The focus of the Saudi defence minister’s discussions both at the PM Office and GHQ was on securing Pakistan’s support for the Saudi move to cobble together a coalition of 34-nation Islamic countries as well as current tensions between Saudi Arabia and Iran.

To aggravate the situation, any Sunni–Shia rift in Pakistan would provide an ideal opportunity for Islamic State-affiliated militant groups to exploit the sectarian fault lines to gain a foothold and increase their influence in the society. Anti-Shia and anti-Iranian militant groups like Lashkar-e-Jhangvi and Jandullah can also join hands with Islamic State in such a situation.

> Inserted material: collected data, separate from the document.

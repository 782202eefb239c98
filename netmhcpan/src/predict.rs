//! Prediction requests and their mapping onto predictor invocations.
//!
//! Each request kind mirrors one invocation shape of netMHCpan-4.2:
//! peptide-list scoring, protein (FASTA) scans, binding-affinity runs, and
//! scoring against a custom MHC sequence. Requests validate synchronously;
//! a request that fails validation is rejected before any job exists.
//!
//! The predictor writes its report to stdout. The caller captures that
//! stream and persists it under a derived file name, so the argv never
//! contains an output path.

use std::ffi::OsString;
use std::path::{Path, PathBuf};
use std::time::Duration;

use serde::{Deserialize, Serialize};
use tracing::info;

use crate::config::{Config, NetMhcPanConfig};
use crate::constants::{get_hla_allele_re, ENV_NMHOME, ENV_TMPDIR, MAX_PEPTIDE_LEN, MIN_PEPTIDE_LEN};
use crate::error::{Error, Result};
use crate::parser::{OutputParser, ParsedOutput};
use crate::runner::{run_captured, RunSpec};
use crate::utils::file_stem_string;

/// Which scores a binding-affinity run requests from the predictor.
#[derive(Debug, Clone, Copy, PartialEq, Eq, Default, Serialize, Deserialize)]
#[serde(rename_all = "lowercase")]
pub enum PredictionMode {
    /// Eluted-ligand and binding-affinity scores (`-BA -EL`).
    #[default]
    Both,
    /// Binding-affinity only (`-BA`).
    Ba,
    /// Eluted-ligand only (`-EL`).
    El,
}

impl PredictionMode {
    /// Flags appended to the argv for this mode.
    #[must_use]
    pub fn flags(self) -> &'static [&'static str] {
        match self {
            PredictionMode::Both => &["-BA", "-EL"],
            PredictionMode::Ba => &["-BA"],
            PredictionMode::El => &["-EL"],
        }
    }

    /// Suffix used in derived output file names.
    #[must_use]
    pub fn suffix(self) -> &'static str {
        match self {
            PredictionMode::Both => "both",
            PredictionMode::Ba => "ba",
            PredictionMode::El => "el",
        }
    }
}

impl std::fmt::Display for PredictionMode {
    fn fmt(&self, f: &mut std::fmt::Formatter<'_>) -> std::fmt::Result {
        f.write_str(self.suffix())
    }
}

impl std::str::FromStr for PredictionMode {
    type Err = Error;

    fn from_str(s: &str) -> Result<Self> {
        match s.to_ascii_lowercase().as_str() {
            "both" => Ok(PredictionMode::Both),
            "ba" => Ok(PredictionMode::Ba),
            "el" => Ok(PredictionMode::El),
            other => Err(Error::Validation(format!(
                "unknown prediction mode '{other}' (expected both, ba, or el)"
            ))),
        }
    }
}

#[derive(Debug, Clone, Serialize, Deserialize)]
/// Scores a peptide-list file against one allele.
pub struct PeptideRequest {
    /// Peptide-list file, one sequence per line.
    pub input_file: PathBuf,
    /// Allele to score against.
    pub allele: String,
    /// Optional `%Rank` display cutoff passed as `-t`.
    #[serde(skip_serializing_if = "Option::is_none", default)]
    pub rank_threshold: Option<f64>,
    /// Explicit report location; derived next to the input when unset.
    #[serde(skip_serializing_if = "Option::is_none", default)]
    pub output_file: Option<PathBuf>,
}

#[derive(Debug, Clone, Serialize, Deserialize)]
/// Scans one or more FASTA protein files for epitopes.
pub struct ProteinRequest {
    /// FASTA files. More than one is combined into a single staged input.
    pub input_files: Vec<PathBuf>,
    /// Allele to score against.
    pub allele: String,
    /// Comma-separated peptide lengths, e.g. `"8,9,10"`.
    pub lengths: String,
    /// Optional `%Rank` display cutoff passed as `-t`.
    #[serde(skip_serializing_if = "Option::is_none", default)]
    pub rank_threshold: Option<f64>,
    /// Sort the report by descending score (`-s`).
    #[serde(default)]
    pub sort_output: bool,
    /// Explicit report location; derived next to the input when unset.
    #[serde(skip_serializing_if = "Option::is_none", default)]
    pub output_file: Option<PathBuf>,
}

#[derive(Debug, Clone, Serialize, Deserialize)]
/// Scores a peptide-list file with explicit score-type selection, against
/// one or several alleles in a single run.
pub struct AffinityRequest {
    /// Peptide-list file, one sequence per line.
    pub input_file: PathBuf,
    /// Alleles to score against; joined with commas for the predictor.
    pub alleles: Vec<String>,
    /// Score selection.
    #[serde(default)]
    pub mode: PredictionMode,
    /// Optional `%Rank` display cutoff passed as `-t`.
    #[serde(skip_serializing_if = "Option::is_none", default)]
    pub rank_threshold: Option<f64>,
    /// Advisory batch size recorded with the job for very large screens.
    /// The predictor handles any input size in one pass.
    #[serde(skip_serializing_if = "Option::is_none", default)]
    pub chunk_size: Option<usize>,
    /// Explicit report location; derived next to the input when unset.
    #[serde(skip_serializing_if = "Option::is_none", default)]
    pub output_file: Option<PathBuf>,
}

#[derive(Debug, Clone, Serialize, Deserialize)]
/// Scores a peptide-list file against a custom MHC molecule given as a
/// FASTA sequence instead of a known allele name.
pub struct CustomMhcRequest {
    /// Peptide-list file, one sequence per line.
    pub input_file: PathBuf,
    /// FASTA file holding the MHC molecule sequence (`-hlaseq`).
    pub mhc_sequence_file: PathBuf,
    /// Identifier for the molecule in the report (`-hlaid`).
    pub mhc_name: String,
    /// Optional `%Rank` display cutoff passed as `-t`.
    #[serde(skip_serializing_if = "Option::is_none", default)]
    pub rank_threshold: Option<f64>,
    /// Explicit report location; derived next to the input when unset.
    #[serde(skip_serializing_if = "Option::is_none", default)]
    pub output_file: Option<PathBuf>,
}

/// One prediction request of any kind. Serialized into job manifests with
/// an `operation` tag.
#[derive(Debug, Clone, Serialize, Deserialize)]
#[serde(tag = "operation", rename_all = "snake_case")]
pub enum PredictionRequest {
    /// Peptide-list scoring.
    Peptide(PeptideRequest),
    /// Protein (FASTA) epitope scan.
    Protein(ProteinRequest),
    /// Binding-affinity scoring.
    Affinity(AffinityRequest),
    /// Custom-MHC scoring.
    CustomMhc(CustomMhcRequest),
}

Following meetings with Prince Mohammed bin Salman on Sunday, the Pakistan army issued a statement asserting “that any threat to Saudi Arabia’s territorial integrity would evoke a strong response from Pakistan.” Pakistan’s Prime Minister Nawaz Sharif struck a more conciliatory tone, suggesting that Islamabad was willing to play the role of mediator between Saudi Arabia and Iran.

The issue of sectarianism

Pakistan, which is thought to be home to both the world’s second largest Sunni and Shi‘ite populations, fears inviting the Middle East’s sectarianism to South Asia.

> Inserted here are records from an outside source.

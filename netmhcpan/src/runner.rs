//! Out-of-process execution of the predictor binary.
//!
//! One [`RunSpec`] describes one invocation: program, argv, environment
//! overlay, working directory, and a wall-clock budget. Output is streamed
//! line by line over a channel so callers can persist logs while the child
//! is still running. A nonzero exit status is a normal outcome here, not an
//! error; callers decide what it means.

use std::ffi::OsString;
use std::path::PathBuf;
use std::process::Stdio;
use std::time::{Duration, Instant};

use tokio::io::{AsyncBufReadExt, BufReader};
use tokio::process::{Child, Command};
use tokio::sync::{mpsc, oneshot};
use tracing::{debug, warn};

use crate::error::RunError;

/// Which pipe a log line arrived on.
#[derive(Debug, Clone, Copy, PartialEq, Eq)]
pub enum LogStream {
    /// The child's standard output.
    Stdout,
    /// The child's standard error.
    Stderr,
}

impl std::fmt::Display for LogStream {
    fn fmt(&self, f: &mut std::fmt::Formatter<'_>) -> std::fmt::Result {
        match self {
            LogStream::Stdout => write!(f, "stdout"),
            LogStream::Stderr => write!(f, "stderr"),
        }
    }
}

/// One line of child output, tagged with its stream.
#[derive(Debug, Clone)]
pub struct LogLine {
    /// Pipe the line arrived on.
    pub stream: LogStream,
    /// Line content without the trailing newline.
    pub line: String,
}

/// Description of one external-binary invocation.
#[derive(Debug, Clone)]
pub struct RunSpec {
    /// Program to execute.
    pub program: PathBuf,
    /// Arguments, in order.
    pub args: Vec<OsString>,
    /// Environment variables layered over the inherited environment.
    pub env: Vec<(String, String)>,
    /// Working directory for the child, if different from the parent's.
    pub cwd: Option<PathBuf>,
    /// Wall-clock budget. The child is killed when it runs out.
    pub timeout: Duration,
    /// Pause between the kill request and a forced reap.
    pub kill_grace: Duration,
}

/// Outcome of a completed (not killed) invocation.
#[derive(Debug, Clone, Copy)]
pub struct RunOutcome {
    /// Exit code; `-1` when the child died to a signal.
    pub exit_code: i32,
    /// Wall-clock time from spawn to exit.
    pub duration: Duration,
}

/// Runs the child, streaming every output line into `log_tx`.
///
/// The run ends in one of four ways: the child exits (any status), the
/// budget expires, `cancel` fires, or the spawn itself fails. A dropped
/// (never fired) cancel sender does not cancel the run.
///
/// # Errors
///
/// Returns [`RunError::Launch`] when the child cannot be spawned,
/// [`RunError::Timeout`] when the budget expires, and
/// [`RunError::Cancelled`] when the cancel channel fires. In the latter two
/// cases the child has been killed before the function returns.
pub async fn run_streamed(
    spec: &RunSpec,
    log_tx: mpsc::Sender<LogLine>,
    cancel: oneshot::Receiver<()>,
) -> Result<RunOutcome, RunError> {
    let started = Instant::now();
    let mut command = Command::new(&spec.program);
    command
        .args(&spec.args)
        .stdin(Stdio::null())
        .stdout(Stdio::piped())
        .stderr(Stdio::piped())
        .kill_on_drop(true);
    for (key, value) in &spec.env {
        command.env(key, value);
    }
    if let Some(cwd) = &spec.cwd {
        command.current_dir(cwd);
    }

    debug!(program = %spec.program.display(), args = ?spec.args, "spawning predictor");
    let mut child = command.spawn().map_err(|source| RunError::Launch {
        program: spec.program.display().to_string(),
        source,
    })?;

    let stdout_task = child
        .stdout
        .take()
        .map(|stdout| spawn_line_reader(stdout, LogStream::Stdout, log_tx.clone()));
    let stderr_task = child
        .stderr
        .take()
        .map(|stderr| spawn_line_reader(stderr, LogStream::Stderr, log_tx.clone()));
    drop(log_tx);

    // A dropped sender means "no cancellation possible", not "cancel now".
    let cancel_fired = async move {
        match cancel.await {
            Ok(()) => (),
            Err(_) => std::future::pending().await,
        }
    };
    tokio::pin!(cancel_fired);

    let result = tokio::select! {
        status = child.wait() => match status {
            Ok(status) => Ok(RunOutcome {
                exit_code: status.code().unwrap_or(-1),
                duration: started.elapsed(),
            }),
            Err(source) => Err(RunError::Launch {
                program: spec.program.display().to_string(),
                source,
            }),
        },
        () = tokio::time::sleep(spec.timeout) => {
            warn!(
                program = %spec.program.display(),
                timeout_secs = spec.timeout.as_secs(),
                "predictor exceeded budget, killing"
            );
            stop_child(&mut child, spec.kill_grace).await;
            Err(RunError::Timeout {
                timeout_secs: spec.timeout.as_secs(),
            })
        }
        () = &mut cancel_fired => {
            debug!(program = %spec.program.display(), "run cancelled, killing child");
            stop_child(&mut child, spec.kill_grace).await;
            Err(RunError::Cancelled)
        }
    };

    // Let the readers forward whatever the child already wrote.
    if let Some(task) = stdout_task {
        let _ = task.await;
    }
    if let Some(task) = stderr_task {
        let _ = task.await;
    }

    result
}

/// Runs the child to completion, collecting both streams in memory.
///
/// Used by the foreground (synchronous) prediction paths, where the caller
/// wants the whole report at once and no cancellation handle.
///
/// # Errors
///
/// Same failure modes as [`run_streamed`], minus cancellation.
pub async fn run_captured(spec: &RunSpec) -> Result<CapturedRun, RunError> {
    let (log_tx, mut log_rx) = mpsc::channel(256);
    let (_cancel_tx, cancel_rx) = oneshot::channel();

    let run = run_streamed(spec, log_tx, cancel_rx);
    tokio::pin!(run);

    let mut stdout = String::new();
    let mut stderr = String::new();
    let mut outcome = None;
    loop {
        tokio::select! {
            line = log_rx.recv() => match line {
                Some(LogLine { stream: LogStream::Stdout, line }) => {
                    stdout.push_str(&line);
                    stdout.push('\n');
                }
                Some(LogLine { stream: LogStream::Stderr, line }) => {
                    stderr.push_str(&line);
                    stderr.push('\n');
                }
                None => break,
            },
            result = &mut run, if outcome.is_none() => {
                outcome = Some(result);
            }
        }
    }
    let result = match outcome {
        Some(result) => result,
        None => run.await,
    };
    let run_outcome = result?;
    Ok(CapturedRun {
        exit_code: run_outcome.exit_code,
        duration: run_outcome.duration,
        stdout,
        stderr,
    })
}

/// Outcome of [`run_captured`].
#[derive(Debug, Clone)]
pub struct CapturedRun {
    /// Exit code; `-1` when the child died to a signal.
    pub exit_code: i32,
    /// Wall-clock time from spawn to exit.
    pub duration: Duration,
    /// Everything the child wrote to stdout.
    pub stdout: String,
    /// Everything the child wrote to stderr.
    pub stderr: String,
}

fn spawn_line_reader<R>(
    reader: R,
    stream: LogStream,
    tx: mpsc::Sender<LogLine>,
) -> tokio::task::JoinHandle<()>
where
    R: tokio::io::AsyncRead + Unpin + Send + 'static,
{
    tokio::spawn(async move {
        let mut lines = BufReader::new(reader).lines();
        loop {
            match lines.next_line().await {
                Ok(Some(line)) => {
                    if tx.send(LogLine { stream, line }).await.is_err() {
                        break;
                    }
                }
                Ok(None) => break,
                Err(err) => {
                    debug!(stream = %stream, error = %err, "log pipe closed unexpectedly");
                    break;
                }
            }
        }
    })
}

/// Kills the child and waits up to `grace` for it to be reaped, then forces
/// a blocking reap so no zombie outlives the call.
async fn stop_child(child: &mut Child, grace: Duration) {
    if let Err(err) = child.start_kill() {
        // Already exited between select and kill.
        debug!(error = %err, "kill request failed");
    }
    match tokio::time::timeout(grace, child.wait()).await {
        Ok(Ok(status)) => {
            debug!(status = ?status.code(), "child reaped after kill");
        }
        Ok(Err(err)) => {
            warn!(error = %err, "failed to reap killed child");
        }
        Err(_) => {
            warn!(grace_secs = grace.as_secs(), "child did not exit within grace, forcing");
            if let Err(err) = child.kill().await {
                warn!(error = %err, "forced kill failed");
            }
        }
    }
}

#[cfg(test)]
mod tests {
    use super::*;

    fn spec(program: &str, args: &[&str]) -> RunSpec {
        RunSpec {
            program: PathBuf::from(program),
            args: args.iter().map(OsString::from).collect(),
            env: Vec::new(),
            cwd: None,
            timeout: Duration::from_secs(5),
            kill_grace: Duration::from_secs(1),
        }
    }

    #[tokio::test]
    async fn captures_stdout_and_exit_code() {
        let run = run_captured(&spec("echo", &["hello", "world"])).await.unwrap();
        assert_eq!(run.exit_code, 0);
        assert_eq!(run.stdout, "hello world\n");
        assert!(run.stderr.is_empty());
    }

    #[tokio::test]
    async fn missing_program_is_launch_error() {
        let err = run_captured(&spec("/no/such/binary-xyz", &[]))
            .await
            .unwrap_err();
        assert!(matches!(err, RunError::Launch { .. }));
    }

    #[cfg(unix)]
    #[tokio::test]
    async fn nonzero_exit_is_not_an_error() {
        let run = run_captured(&spec("sh", &["-c", "echo oops >&2; exit 3"]))
            .await
            .unwrap();
        assert_eq!(run.exit_code, 3);
        assert_eq!(run.stderr, "oops\n");
    }

    #[cfg(unix)]
    #[tokio::test]
    async fn timeout_kills_the_child() {
        let mut slow = spec("sleep", &["30"]);
        slow.timeout = Duration::from_millis(100);
        let started = Instant::now();
        let err = run_captured(&slow).await.unwrap_err();
        assert!(matches!(err, RunError::Timeout { .. }));
        assert!(started.elapsed() < Duration::from_secs(10));
    }

    #[cfg(unix)]
    #[tokio::test]
    async fn cancel_kills_the_child() {
        let (log_tx, mut log_rx) = mpsc::channel(16);
        let (cancel_tx, cancel_rx) = oneshot::channel();
        let slow = spec("sleep", &["30"]);

        let handle = tokio::spawn(async move { run_streamed(&slow, log_tx, cancel_rx).await });
        tokio::time::sleep(Duration::from_millis(50)).await;
        cancel_tx.send(()).unwrap();

        let err = handle.await.unwrap().unwrap_err();
        assert!(matches!(err, RunError::Cancelled));
        // Stream is closed once the run ends.
        while log_rx.recv().await.is_some() {}
    }

    #[cfg(unix)]
    #[tokio::test]
    async fn streams_are_tagged() {
        let (log_tx, mut log_rx) = mpsc::channel(16);
        let (_cancel_tx, cancel_rx) = oneshot::channel();
        let spec = spec("sh", &["-c", "echo out; echo err >&2"]);

        let outcome = run_streamed(&spec, log_tx, cancel_rx).await.unwrap();
        assert_eq!(outcome.exit_code, 0);

        let mut saw_out = false;
        let mut saw_err = false;
        while let Some(line) = log_rx.recv().await {
            match line.stream {
                LogStream::Stdout => {
                    assert_eq!(line.line, "out");
                    saw_out = true;
                }
                LogStream::Stderr => {
                    assert_eq!(line.line, "err");
                    saw_err = true;
                }
            }
        }
        assert!(saw_out && saw_err);
    }
}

The Saudis and other Sunni Gulf states armed Syrian rebels who are Sunni hard-liners, knowing their anti-Shia views made them more hostile to Iran and more loyal to Saudi interests.

Iran used much the same strategy, portraying the Syrian war as a genocidal campaign against Shia. This helped Tehran attract Shia militias from Iraq and Lebanon that would fight for Iranian interests. Making the Syrian civil war as sectarian as possible also ensures that the Syrian government, which is Shia, will remain loyal to Iran.

It’s important to understand that the Middle East is mostly Sunni. So for Saudi Arabia, it might seem like a winning strategy to promote sectarianism, and to align itself with Sunnis and thus force Shia to align themselves with Iran. By forcing a Sunni-Shia divide, the Saudis can make sure they are on the stronger side.

But Iran has used sectarianism as tool as well. While you could argue that Iran was at times backed into this strategy by Saudi Arabia — if the Saudis support Sunnis to isolate Iran, Iran could be expected to back Shia to hold on to some influence — it also pursued it aggressively, for example in Iraq and now in Syria. It did not always begin the sectarian competition, but it was happy to join Saudi Arabia in playing that game.

Sectarianism has always been a double-edged sword for Saudi Arabia, serving short-term political aims while also creating potentially terrible long-term problems for the Middle East and Saudi Arabia itself. Sectarianism did not cause the war in Syria, but it is making that war a lot worse. Sectarianism also did not cause ISIS, but it was a factor, and one in which shortsighted Saudi policies did not exactly hurt.


It fairly that the Daesh factor has been the end-all and be-all regarding Islamabad’s support for the Saudi-led coalition.Pakistan’s current decision may have also been influenced by learning lessons from India’s smart ‘Link West’ approach to the Middle East. But following through on change will require action and sustained commitment, in line with Pakistan’s now well-established interest in regional peace and stability. Given the Islamic State’s steady eastward advance, Pakistan will have to think seriously about rebooting, and executing, an informed Middle East strategy — one that can withstand a new generation of security and diplomatic challenges. The most important consideration is that the Saudi led coalition has ‘no inclusion’ of Iran,Iraq and Syria.Pakistan’s current policy notion does not mean that Islamabad is ‘distancing itself from Tehran’.

The question arises here is that by keeping out these three big stake holders in the Mideast region,how this alliance may fully address the challenges of threats posed by the Daesh/ISIS. To take theses three states into confidence is by all means an inevitable need.As for moral commitment,Pakistan’s determination to defend the sanctity of Holy Kabba,in case if threat comes to Mecca,seems logically advocating.By making the choice of joining with the Saudi -led alliance, Pakistan seems to have been out of ‘diplomatic obfuscation’. But Islamabad will have to keep its balance regarding regional ‘geostrategic and geopolitical imperatives’.